Starting at the first line of the entries below, output every line exactly, up to and including the line with "stream; implements the".

Saved data entries
▬▬▬▬▬▬
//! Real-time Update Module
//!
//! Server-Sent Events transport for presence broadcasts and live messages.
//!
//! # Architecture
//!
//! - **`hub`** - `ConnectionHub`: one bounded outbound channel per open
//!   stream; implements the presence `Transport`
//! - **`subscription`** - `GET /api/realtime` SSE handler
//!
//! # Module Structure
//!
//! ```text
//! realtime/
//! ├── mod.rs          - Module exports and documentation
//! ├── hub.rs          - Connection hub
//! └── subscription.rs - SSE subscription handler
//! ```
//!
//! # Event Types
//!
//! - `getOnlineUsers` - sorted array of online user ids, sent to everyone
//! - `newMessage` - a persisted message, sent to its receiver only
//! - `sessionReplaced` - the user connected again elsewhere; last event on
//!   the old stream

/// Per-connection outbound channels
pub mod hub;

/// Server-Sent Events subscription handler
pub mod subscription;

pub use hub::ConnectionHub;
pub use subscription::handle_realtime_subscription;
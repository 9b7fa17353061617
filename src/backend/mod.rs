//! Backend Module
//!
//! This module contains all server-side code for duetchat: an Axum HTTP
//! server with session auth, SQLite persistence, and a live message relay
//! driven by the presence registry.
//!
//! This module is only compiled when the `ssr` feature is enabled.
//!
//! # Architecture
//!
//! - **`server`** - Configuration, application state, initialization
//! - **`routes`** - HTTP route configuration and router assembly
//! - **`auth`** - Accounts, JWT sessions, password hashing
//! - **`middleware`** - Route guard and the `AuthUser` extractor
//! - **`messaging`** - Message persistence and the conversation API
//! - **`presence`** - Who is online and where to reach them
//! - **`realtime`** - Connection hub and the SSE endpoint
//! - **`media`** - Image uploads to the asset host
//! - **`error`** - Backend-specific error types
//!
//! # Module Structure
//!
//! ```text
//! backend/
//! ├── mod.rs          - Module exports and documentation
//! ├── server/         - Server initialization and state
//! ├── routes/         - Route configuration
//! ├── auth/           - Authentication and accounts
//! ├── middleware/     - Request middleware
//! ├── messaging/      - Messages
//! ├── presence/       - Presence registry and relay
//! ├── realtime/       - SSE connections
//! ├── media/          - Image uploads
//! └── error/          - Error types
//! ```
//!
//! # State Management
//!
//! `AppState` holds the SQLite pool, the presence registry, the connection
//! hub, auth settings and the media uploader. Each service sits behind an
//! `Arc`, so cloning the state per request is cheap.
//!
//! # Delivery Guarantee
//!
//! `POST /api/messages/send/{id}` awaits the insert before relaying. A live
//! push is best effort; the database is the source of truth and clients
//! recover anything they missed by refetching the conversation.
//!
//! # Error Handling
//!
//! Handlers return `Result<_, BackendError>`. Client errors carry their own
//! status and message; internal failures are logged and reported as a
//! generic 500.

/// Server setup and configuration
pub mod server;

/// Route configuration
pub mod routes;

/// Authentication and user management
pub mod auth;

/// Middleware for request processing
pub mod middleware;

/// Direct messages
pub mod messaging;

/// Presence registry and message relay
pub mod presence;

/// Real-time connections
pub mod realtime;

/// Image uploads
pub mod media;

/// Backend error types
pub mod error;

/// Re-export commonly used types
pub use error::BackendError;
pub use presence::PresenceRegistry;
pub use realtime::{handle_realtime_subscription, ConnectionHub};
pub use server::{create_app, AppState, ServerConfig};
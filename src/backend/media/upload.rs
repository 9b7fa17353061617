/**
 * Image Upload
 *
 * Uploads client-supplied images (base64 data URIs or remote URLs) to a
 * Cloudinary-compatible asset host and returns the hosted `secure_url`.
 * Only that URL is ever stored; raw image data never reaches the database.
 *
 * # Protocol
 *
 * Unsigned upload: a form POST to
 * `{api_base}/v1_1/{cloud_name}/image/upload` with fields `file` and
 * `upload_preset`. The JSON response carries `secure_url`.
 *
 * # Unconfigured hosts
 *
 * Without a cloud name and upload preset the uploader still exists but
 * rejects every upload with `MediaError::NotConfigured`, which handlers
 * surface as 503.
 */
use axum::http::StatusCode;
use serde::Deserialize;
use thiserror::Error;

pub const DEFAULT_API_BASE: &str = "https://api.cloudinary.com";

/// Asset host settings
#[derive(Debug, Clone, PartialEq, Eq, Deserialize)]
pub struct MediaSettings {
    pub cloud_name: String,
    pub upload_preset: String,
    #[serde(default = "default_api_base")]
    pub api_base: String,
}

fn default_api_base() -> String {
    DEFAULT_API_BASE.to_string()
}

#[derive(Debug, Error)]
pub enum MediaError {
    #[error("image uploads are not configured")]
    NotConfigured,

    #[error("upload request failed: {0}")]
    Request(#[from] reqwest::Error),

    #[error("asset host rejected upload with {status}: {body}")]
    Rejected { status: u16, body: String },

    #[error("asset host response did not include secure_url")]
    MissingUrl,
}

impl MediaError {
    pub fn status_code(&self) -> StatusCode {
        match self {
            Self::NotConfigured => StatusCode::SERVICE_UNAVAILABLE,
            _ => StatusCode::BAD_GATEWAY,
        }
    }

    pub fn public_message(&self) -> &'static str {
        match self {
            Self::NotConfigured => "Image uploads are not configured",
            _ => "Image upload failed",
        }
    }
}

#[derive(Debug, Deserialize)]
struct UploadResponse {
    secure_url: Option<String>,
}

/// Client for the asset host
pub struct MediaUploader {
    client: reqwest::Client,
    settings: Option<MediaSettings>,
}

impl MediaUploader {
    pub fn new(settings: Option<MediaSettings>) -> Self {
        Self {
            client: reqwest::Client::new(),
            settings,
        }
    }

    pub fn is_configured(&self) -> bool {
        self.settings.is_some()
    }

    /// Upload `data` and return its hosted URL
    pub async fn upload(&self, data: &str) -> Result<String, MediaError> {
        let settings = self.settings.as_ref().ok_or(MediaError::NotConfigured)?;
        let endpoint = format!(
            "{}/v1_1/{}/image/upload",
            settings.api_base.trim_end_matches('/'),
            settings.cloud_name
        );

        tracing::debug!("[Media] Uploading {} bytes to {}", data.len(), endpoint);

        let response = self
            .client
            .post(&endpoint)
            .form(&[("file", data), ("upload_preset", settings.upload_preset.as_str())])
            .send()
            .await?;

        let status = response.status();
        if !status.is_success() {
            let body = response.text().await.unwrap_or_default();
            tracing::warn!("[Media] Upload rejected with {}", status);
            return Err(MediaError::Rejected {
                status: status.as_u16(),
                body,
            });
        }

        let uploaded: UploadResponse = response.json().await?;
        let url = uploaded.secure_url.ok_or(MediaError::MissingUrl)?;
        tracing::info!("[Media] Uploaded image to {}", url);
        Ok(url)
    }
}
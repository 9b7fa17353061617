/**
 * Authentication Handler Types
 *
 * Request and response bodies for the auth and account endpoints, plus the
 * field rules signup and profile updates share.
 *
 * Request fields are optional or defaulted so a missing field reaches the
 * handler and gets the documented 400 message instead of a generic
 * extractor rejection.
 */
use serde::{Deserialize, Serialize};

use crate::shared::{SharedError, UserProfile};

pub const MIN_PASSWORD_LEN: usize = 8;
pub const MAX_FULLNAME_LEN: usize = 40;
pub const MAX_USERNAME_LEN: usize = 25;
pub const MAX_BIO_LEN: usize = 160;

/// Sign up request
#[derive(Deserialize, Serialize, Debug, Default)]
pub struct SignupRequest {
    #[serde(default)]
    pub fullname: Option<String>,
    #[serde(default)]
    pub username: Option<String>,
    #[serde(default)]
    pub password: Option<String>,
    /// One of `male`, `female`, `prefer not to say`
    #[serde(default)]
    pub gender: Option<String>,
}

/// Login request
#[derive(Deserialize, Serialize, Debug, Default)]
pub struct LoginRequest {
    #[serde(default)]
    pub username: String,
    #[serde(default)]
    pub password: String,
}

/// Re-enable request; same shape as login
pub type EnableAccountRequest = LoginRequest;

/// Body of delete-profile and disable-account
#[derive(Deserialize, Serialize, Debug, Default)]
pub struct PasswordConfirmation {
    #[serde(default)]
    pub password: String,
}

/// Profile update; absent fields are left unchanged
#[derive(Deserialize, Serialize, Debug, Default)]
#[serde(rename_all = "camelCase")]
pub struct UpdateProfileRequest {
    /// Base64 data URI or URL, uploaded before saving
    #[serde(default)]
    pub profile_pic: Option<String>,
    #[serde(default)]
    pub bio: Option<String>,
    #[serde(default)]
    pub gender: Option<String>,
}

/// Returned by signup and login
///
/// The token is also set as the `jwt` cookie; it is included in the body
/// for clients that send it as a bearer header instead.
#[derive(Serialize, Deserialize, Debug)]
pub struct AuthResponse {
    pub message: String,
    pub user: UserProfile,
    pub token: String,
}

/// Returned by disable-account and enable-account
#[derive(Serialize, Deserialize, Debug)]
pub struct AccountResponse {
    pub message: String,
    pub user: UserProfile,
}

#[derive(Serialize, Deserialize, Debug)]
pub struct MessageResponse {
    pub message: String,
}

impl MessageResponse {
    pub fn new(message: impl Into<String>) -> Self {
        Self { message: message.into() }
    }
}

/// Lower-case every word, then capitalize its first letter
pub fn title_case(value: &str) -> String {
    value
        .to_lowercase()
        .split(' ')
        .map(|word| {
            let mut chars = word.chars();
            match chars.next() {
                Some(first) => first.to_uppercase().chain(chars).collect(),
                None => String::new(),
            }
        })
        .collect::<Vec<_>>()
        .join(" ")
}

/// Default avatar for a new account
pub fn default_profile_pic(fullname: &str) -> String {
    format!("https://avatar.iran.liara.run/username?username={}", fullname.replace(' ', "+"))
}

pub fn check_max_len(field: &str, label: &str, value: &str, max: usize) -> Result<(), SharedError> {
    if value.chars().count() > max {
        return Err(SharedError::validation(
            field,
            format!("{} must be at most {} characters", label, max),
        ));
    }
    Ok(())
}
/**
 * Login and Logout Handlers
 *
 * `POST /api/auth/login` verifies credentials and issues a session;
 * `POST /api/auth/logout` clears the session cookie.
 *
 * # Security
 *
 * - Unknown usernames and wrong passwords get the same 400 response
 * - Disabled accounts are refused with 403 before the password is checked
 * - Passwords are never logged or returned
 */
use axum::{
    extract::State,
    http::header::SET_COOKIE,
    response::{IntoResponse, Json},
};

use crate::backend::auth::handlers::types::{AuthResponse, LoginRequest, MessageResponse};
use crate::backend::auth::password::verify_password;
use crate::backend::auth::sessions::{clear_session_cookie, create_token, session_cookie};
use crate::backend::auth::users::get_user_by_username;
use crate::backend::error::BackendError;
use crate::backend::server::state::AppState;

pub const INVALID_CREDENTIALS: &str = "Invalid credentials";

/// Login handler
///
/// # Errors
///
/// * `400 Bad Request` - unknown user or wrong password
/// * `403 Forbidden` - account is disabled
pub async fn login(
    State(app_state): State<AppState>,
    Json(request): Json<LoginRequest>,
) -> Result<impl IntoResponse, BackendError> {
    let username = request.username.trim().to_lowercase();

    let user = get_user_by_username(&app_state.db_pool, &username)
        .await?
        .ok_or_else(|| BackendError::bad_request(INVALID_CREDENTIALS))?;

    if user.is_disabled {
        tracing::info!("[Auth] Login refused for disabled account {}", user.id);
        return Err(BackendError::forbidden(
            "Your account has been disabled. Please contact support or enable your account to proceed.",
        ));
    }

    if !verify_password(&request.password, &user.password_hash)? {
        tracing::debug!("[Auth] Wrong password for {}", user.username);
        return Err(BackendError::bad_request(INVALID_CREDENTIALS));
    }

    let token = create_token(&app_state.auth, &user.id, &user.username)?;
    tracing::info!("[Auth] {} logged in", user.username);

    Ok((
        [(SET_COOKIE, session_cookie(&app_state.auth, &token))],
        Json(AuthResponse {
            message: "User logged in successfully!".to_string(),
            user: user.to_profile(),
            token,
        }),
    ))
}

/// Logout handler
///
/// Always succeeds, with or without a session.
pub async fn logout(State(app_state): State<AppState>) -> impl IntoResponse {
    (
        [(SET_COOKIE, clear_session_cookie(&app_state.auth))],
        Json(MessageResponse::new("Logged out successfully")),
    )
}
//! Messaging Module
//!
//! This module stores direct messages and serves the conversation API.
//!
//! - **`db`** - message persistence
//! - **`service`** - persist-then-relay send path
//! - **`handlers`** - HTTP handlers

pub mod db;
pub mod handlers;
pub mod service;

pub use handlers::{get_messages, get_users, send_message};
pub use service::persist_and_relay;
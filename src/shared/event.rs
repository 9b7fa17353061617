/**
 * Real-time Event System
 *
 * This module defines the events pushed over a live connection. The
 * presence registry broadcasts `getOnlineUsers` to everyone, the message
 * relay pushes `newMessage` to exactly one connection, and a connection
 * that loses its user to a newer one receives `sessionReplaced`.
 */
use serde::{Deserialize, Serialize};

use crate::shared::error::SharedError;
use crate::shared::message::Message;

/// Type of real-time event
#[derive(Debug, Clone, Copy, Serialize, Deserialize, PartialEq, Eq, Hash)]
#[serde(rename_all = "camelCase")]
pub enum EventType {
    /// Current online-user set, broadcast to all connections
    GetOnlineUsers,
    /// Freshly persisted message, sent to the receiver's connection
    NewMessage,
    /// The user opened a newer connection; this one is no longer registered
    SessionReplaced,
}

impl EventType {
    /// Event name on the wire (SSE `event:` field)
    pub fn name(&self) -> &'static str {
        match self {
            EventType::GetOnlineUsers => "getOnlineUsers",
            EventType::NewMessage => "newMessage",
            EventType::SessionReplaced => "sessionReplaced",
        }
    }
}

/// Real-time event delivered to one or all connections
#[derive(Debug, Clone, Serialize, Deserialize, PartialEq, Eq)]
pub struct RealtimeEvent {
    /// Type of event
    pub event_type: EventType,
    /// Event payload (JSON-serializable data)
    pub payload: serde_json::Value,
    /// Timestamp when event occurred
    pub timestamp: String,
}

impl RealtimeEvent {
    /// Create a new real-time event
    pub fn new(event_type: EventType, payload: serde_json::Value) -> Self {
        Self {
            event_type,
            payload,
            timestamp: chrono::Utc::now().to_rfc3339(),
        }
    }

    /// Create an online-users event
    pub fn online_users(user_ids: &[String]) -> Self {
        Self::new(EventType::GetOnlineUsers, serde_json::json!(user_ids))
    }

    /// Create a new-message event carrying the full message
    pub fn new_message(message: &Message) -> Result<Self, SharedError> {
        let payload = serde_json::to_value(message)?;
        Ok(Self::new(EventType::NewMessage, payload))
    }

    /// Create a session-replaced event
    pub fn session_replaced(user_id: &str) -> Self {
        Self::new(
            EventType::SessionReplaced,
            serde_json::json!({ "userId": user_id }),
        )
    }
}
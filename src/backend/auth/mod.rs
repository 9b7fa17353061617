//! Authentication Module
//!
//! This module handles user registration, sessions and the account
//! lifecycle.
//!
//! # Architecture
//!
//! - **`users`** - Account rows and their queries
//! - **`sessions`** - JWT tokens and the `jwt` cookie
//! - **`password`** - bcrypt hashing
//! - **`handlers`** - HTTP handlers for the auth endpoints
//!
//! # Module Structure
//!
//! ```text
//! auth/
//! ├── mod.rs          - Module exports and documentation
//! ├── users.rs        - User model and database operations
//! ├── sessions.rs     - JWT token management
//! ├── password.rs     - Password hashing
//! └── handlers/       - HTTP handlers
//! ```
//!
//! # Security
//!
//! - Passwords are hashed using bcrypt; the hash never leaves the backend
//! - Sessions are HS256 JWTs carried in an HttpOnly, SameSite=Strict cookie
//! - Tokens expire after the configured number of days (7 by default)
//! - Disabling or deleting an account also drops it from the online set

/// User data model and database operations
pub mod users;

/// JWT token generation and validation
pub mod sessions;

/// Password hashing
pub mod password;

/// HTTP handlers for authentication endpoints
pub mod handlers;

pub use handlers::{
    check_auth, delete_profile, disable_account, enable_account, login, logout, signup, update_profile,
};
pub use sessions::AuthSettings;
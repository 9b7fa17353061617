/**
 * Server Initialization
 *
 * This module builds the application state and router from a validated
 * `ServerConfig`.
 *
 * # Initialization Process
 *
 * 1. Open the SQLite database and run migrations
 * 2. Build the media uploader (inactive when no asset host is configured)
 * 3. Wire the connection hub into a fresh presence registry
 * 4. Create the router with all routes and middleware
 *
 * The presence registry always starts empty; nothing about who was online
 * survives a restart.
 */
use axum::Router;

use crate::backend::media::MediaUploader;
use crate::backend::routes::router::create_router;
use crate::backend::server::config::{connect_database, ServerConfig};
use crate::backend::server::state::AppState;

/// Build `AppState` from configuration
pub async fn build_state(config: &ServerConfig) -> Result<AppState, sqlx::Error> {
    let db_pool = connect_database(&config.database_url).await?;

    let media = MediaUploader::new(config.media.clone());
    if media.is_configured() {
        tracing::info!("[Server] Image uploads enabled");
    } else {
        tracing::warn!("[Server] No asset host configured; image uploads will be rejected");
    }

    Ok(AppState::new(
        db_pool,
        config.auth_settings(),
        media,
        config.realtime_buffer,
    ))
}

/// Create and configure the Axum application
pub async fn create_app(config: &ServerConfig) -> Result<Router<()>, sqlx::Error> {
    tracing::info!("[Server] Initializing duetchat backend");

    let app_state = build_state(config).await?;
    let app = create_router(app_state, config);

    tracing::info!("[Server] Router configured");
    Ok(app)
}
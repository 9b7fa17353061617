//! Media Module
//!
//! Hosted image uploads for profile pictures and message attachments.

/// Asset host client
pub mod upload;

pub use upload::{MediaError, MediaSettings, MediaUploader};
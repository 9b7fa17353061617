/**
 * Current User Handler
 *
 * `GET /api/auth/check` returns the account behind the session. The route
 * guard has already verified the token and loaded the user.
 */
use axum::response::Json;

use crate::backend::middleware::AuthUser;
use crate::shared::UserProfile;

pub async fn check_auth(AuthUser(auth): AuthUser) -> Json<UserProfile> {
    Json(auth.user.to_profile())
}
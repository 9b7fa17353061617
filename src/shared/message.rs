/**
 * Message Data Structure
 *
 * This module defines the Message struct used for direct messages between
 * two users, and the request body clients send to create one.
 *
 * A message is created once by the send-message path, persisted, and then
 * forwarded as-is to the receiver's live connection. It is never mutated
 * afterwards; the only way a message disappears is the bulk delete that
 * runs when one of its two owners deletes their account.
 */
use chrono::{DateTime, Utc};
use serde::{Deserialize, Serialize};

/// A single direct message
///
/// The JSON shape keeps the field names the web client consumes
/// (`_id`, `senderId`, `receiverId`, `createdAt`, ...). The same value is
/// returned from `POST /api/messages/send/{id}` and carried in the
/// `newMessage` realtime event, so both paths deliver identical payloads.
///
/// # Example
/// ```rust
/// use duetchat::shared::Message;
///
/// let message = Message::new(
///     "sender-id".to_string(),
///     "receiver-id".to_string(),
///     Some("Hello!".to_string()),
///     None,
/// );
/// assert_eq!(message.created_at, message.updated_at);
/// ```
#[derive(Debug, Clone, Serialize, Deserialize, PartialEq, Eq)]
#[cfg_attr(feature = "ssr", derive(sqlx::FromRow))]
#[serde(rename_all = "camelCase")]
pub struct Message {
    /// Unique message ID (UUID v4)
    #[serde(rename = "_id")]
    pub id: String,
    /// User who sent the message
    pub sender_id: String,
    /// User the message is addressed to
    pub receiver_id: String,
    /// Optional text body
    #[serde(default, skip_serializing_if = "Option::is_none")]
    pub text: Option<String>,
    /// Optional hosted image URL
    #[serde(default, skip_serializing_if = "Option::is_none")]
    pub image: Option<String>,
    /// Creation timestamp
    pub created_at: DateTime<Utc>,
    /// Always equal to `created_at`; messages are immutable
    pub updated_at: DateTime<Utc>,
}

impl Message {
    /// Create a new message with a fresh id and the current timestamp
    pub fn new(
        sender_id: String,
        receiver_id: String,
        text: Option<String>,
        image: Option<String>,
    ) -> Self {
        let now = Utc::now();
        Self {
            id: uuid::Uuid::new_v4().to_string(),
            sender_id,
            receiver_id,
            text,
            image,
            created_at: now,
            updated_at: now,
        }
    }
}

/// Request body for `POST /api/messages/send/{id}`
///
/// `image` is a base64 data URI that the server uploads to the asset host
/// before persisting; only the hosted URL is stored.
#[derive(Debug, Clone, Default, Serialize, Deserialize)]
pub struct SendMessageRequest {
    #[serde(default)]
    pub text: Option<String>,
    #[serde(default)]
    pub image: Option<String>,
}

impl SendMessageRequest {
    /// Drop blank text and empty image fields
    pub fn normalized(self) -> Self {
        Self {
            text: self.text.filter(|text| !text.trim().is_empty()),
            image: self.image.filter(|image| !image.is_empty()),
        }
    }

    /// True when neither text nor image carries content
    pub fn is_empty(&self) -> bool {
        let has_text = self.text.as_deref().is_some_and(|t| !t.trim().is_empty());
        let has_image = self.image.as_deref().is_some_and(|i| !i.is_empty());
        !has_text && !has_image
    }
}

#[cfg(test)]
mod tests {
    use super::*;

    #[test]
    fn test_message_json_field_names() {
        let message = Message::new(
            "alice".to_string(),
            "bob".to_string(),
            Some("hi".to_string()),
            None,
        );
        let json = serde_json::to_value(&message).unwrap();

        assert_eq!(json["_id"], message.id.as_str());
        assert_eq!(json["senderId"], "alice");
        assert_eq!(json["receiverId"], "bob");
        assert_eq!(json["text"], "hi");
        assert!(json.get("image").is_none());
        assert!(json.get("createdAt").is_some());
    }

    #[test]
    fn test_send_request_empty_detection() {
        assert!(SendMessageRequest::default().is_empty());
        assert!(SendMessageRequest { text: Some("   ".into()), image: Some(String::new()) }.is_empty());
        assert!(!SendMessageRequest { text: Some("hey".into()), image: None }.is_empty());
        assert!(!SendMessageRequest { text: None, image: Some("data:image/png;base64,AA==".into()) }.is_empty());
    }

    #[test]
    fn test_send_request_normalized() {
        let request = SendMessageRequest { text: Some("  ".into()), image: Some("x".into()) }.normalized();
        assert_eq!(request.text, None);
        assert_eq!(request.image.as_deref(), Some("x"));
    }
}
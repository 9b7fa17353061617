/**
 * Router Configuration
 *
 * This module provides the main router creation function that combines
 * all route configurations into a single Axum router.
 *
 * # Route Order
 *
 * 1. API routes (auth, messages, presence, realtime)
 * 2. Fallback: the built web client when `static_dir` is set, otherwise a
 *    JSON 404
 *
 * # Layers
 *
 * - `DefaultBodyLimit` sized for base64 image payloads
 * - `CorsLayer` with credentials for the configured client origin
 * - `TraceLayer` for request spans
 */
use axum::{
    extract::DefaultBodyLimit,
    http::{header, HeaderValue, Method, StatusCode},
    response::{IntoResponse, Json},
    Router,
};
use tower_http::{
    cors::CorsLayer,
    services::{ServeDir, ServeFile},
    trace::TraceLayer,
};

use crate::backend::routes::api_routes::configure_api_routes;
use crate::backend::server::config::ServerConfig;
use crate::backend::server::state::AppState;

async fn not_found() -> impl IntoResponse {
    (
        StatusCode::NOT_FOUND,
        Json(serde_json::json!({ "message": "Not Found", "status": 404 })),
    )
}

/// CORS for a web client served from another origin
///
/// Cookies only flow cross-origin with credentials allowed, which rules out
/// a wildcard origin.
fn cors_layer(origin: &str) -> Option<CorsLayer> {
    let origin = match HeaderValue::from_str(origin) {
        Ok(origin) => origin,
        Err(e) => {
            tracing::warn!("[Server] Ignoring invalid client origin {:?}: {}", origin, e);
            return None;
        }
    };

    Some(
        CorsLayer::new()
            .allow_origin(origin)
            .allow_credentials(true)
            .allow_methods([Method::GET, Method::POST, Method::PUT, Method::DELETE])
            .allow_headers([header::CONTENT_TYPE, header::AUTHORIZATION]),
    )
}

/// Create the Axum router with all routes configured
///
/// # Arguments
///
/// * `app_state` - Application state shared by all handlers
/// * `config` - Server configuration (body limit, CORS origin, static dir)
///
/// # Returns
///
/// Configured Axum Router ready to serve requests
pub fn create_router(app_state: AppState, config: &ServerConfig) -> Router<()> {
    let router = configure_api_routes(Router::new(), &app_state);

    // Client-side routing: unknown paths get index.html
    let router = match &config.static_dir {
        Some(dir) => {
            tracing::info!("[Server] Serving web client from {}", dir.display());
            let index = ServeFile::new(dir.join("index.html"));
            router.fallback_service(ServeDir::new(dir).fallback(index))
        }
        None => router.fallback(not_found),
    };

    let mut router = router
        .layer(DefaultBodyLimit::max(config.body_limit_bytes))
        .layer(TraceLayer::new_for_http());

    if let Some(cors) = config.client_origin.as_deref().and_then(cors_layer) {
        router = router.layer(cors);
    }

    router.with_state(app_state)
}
▬▬▬▬▬▬
RESULT:
//! Real-time Update Module
//!
//! Server-Sent Events transport for presence broadcasts and live messages.
//!
//! # Architecture
//!
//! - **`hub`** - `ConnectionHub`: one bounded outbound channel per open
//!   stream; implements the presence `Transport`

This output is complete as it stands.